Greenhouse managerGreenhouse manager Daniel Pfarr tends to the Living Gallery of carnivorous plants. (Sacramento State/Craig Koscho)

Venus flytrapA Venus flytrap.

Pitcher plantPitcher plants.

Many gardeners have watched in horror as insects feed on their vegetables and flowers. But some plants have turned the tables and rely on insects and other small prey as a supplemental food source.

A number of those carnivorous plants are on display now in the latest installment of Sacramento State’s Living Gallery – “Carnivorous Plants: Efficacy in Survival.”

Located in the lobby of Sequoia Hall, the display features a number of critter-eating flora – both passive and active traps – assembled from specimens in the University’s own greenhouses by greenhouse manager Daniel Pfarr.

“We have these plants to exemplify biodiversity, as well as to preserve some of them. There are several that are on endangered status,” Pfarr says.

He points out that these still are plants, and they use sunlight and photosynthesis to manufacture their food. However, they developed in areas that had poor soil quality. “That’s why they’ve adapted to capture bugs and consume them – to make up for those missing soil nutrients.”

Passive-trap carnivorous vegetation includes the pitcher plant, in which the victim falls down into a long, pitcher-shaped appendage and then cannot get out because of the interior’s glossy, slick sides. Digestive liquid at the bottom then helps the plant absorb the nutrients.

The active trap types of these plants include the well-known Venus flytrap, whose jaw-shaped leaves quickly close on a subject when it lands between them.

And while human-eating plants are the stuff of legend and jungle movies, some plants can handle prey much bigger than insects and snails. Large pitcher plants in tropical areas have consumed small vertebrates that have fallen in.

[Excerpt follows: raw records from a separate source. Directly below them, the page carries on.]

// SPDX-FileCopyrightText: 2026 Threadkeeper Contributors
// SPDX-License-Identifier: MIT OR Apache-2.0

//! Entry points called by the platform event handler.

use std::sync::Arc;

use tracing::{error, info, warn};

use threadkeeper_config::model::CompletionTarget;
use threadkeeper_core::error::ThreadkeeperError;
use threadkeeper_core::traits::{ChatPlatform, PluginAdapter};
use threadkeeper_core::types::{
    ChannelId, ComponentActivation, GuildId, HealthStatus, ReactionEvent, UserId,
};

use crate::archiver::{ArchiveOutcome, Archiver};
use crate::claim::ClaimSet;
use crate::correlation::ControlAction;
use crate::reopener::{ReopenReport, Reopener};
use crate::settings::WorkflowSettings;
use crate::trigger::{Detection, IgnoreReason, TriggerDetector};

/// Result of handling a reaction event.
#[derive(Debug, Clone, PartialEq)]
pub enum ReactionOutcome {
    Ignored(IgnoreReason),
    /// Another run for the same message is in flight.
    AlreadyClaimed,
    Completed(ArchiveOutcome),
}

/// Result of handling a control activation.
#[derive(Debug, Clone, PartialEq)]
pub enum ComponentOutcome {
    Reopened(ReopenReport),
    /// The control id could not be decoded; the user was told so.
    Rejected(String),
}

/// The archive/reopen workflow bound to one platform.
pub struct Workflow {
    platform: Arc<dyn ChatPlatform>,
    settings: Arc<WorkflowSettings>,
    detector: TriggerDetector,
    claims: ClaimSet,
    archiver: Archiver,
    reopener: Reopener,
}

impl Workflow {
    /// Builds a workflow, asking the platform who the bot is.
    ///
    /// Fails when the platform reports itself unhealthy; a degraded
    /// platform is logged and used anyway.
    pub async fn connect(
        platform: Arc<dyn ChatPlatform>,
        settings: WorkflowSettings,
    ) -> Result<Self, ThreadkeeperError> {
        match platform.health_check().await? {
            HealthStatus::Healthy => {
                info!(adapter = platform.name(), version = %platform.version(), "platform healthy");
            }
            HealthStatus::Degraded(reason) => {
                warn!(adapter = platform.name(), %reason, "platform degraded");
            }
            HealthStatus::Unhealthy(reason) => {
                return Err(ThreadkeeperError::Platform {
                    message: format!("{} adapter is unhealthy: {reason}", platform.name()),
                    source: None,
                });
            }
        }
        let me = platform.current_user().await?;
        info!(bot = %me.tag, monitored = %settings.monitored_channel, "workflow ready");
        Ok(Self::new(platform, settings, me.id))
    }

    pub fn new(platform: Arc<dyn ChatPlatform>, settings: WorkflowSettings, bot_user: UserId) -> Self {
        let settings = Arc::new(settings);
        Self {
            detector: TriggerDetector::new(settings.monitored_channel, bot_user),
            claims: ClaimSet::new(),
            archiver: Archiver::new(Arc::clone(&platform), Arc::clone(&settings)),
            reopener: Reopener::new(Arc::clone(&platform), Arc::clone(&settings), bot_user),
            platform,
            settings,
        }
    }

    /// Releases the platform adapter. Call once events have stopped.
    pub async fn shutdown(&self) -> Result<(), ThreadkeeperError> {
        self.platform.shutdown().await?;
        info!(adapter = self.platform.name(), "platform adapter shut down");
        Ok(())
    }

    pub fn settings(&self) -> &WorkflowSettings {
        &self.settings
    }

    pub fn claims(&self) -> &ClaimSet {
        &self.claims
    }

    /// Handles a reaction event; errors are logged, never propagated.
    pub async fn on_reaction(&self, event: ReactionEvent) {
        if let Err(err) = self.process_reaction(&event).await {
            error!(
                channel_id = %event.channel_id,
                message_id = %event.message_id,
                error = %err,
                "archive run failed"
            );
        }
    }

    /// Qualifies a reaction and, when it qualifies, archives its message.
    pub async fn process_reaction(
        &self,
        event: &ReactionEvent,
    ) -> Result<ReactionOutcome, ThreadkeeperError> {
        if let Some(reason) = self.detector.screen(event) {
            return Ok(ReactionOutcome::Ignored(reason));
        }

        let Some(_claim) = self.claims.try_claim(event.message_id) else {
            info!(message_id = %event.message_id, "archive already in progress");
            return Ok(ReactionOutcome::AlreadyClaimed);
        };

        let (message, channel) = match self.detector.detect(self.platform.as_ref(), event).await? {
            Detection::Qualified { message, channel } => (message, channel),
            Detection::Ignored(reason) => return Ok(ReactionOutcome::Ignored(reason)),
        };

        info!(
            message_id = %message.id,
            channel_id = %channel.id,
            user = %event.user.tag,
            "checkmark received, archiving"
        );
        let outcome = self.archiver.archive(&message, &channel, &event.user).await?;
        Ok(ReactionOutcome::Completed(outcome))
    }

    /// Handles a control activation; errors are logged, never propagated.
    pub async fn on_component(&self, activation: ComponentActivation) {
        if let Err(err) = self.process_component(&activation).await {
            error!(custom_id = %activation.custom_id, error = %err, "control handling failed");
        }
    }

    /// Acknowledges the activation, runs the requested action and replies
    /// privately with the result.
    pub async fn process_component(
        &self,
        activation: &ComponentActivation,
    ) -> Result<ComponentOutcome, ThreadkeeperError> {
        if let Err(err) = self.platform.acknowledge(&activation.handle).await {
            warn!(custom_id = %activation.custom_id, error = %err, "failed to acknowledge control");
        }

        let action = match activation.custom_id.parse::<ControlAction>() {
            Ok(action) => action,
            Err(err) => {
                warn!(custom_id = %activation.custom_id, error = %err, "rejected control");
                let reply = "⚠️ This control is no longer valid, so nothing was changed.";
                self.platform.reply_private(&activation.handle, reply).await?;
                return Ok(ComponentOutcome::Rejected(err.to_string()));
            }
        };

        match action {
            ControlAction::Reopen(token) => {
                info!(
                    source_thread = %token.source_thread,
                    user = %activation.user.tag,
                    "reopen requested"
                );
                let report = self.reopener.reopen(activation, token).await;
                self.platform
                    .reply_private(&activation.handle, &report.summary())
                    .await?;
                Ok(ComponentOutcome::Reopened(report))
            }
        }
    }

    /// Makes sure the completion channel exists in `guild`, creating it by
    /// name when it is configured as a name. Returns the channel, or `None`
    /// when an id-addressed channel does not exist.
    pub async fn ensure_completion_channel(
        &self,
        guild: GuildId,
    ) -> Result<Option<ChannelId>, ThreadkeeperError> {
        match self.archiver.resolve_completion_channel(Some(guild)).await {
            Ok(id) => Ok(Some(id)),
            Err(ThreadkeeperError::NotFound { .. }) => match &self.settings.completion {
                CompletionTarget::Name(name) => {
                    let id = self
                        .platform
                        .create_text_channel(guild, name, &self.settings.completion_topic)
                        .await?;
                    info!(%guild, channel = %id, name = %name, "created completion channel");
                    Ok(Some(id))
                }
                CompletionTarget::Id(id) => {
                    warn!(channel = %id, "configured completion channel does not exist");
                    Ok(None)
                }
            },
            Err(err) => Err(err),
        }
    }
}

Pfarr, who has managed an orchid nursery and done installations at orchid shows, was encouraged to create this latest exhibit by colleague Merrill Roseberry, who has put together previous Living Galleries, such as those showcasing butterflies and birds.

Biology Professor Jamie Kneitel contributed knowledge about pitcher plants (Sarracenia) and helped with educator communication for the display.

“I hope people will walk away from this exhibit with a better familiarization with a small part of the plant world,” Pfarr says. “And it would be great if someone was inspired in taking more biology courses.”

Visitors may come by the display any time Sequoia Hall is open, 8 a.m. to 5 p.m. Monday through Friday. The exhibit runs through Wednesday, May 17.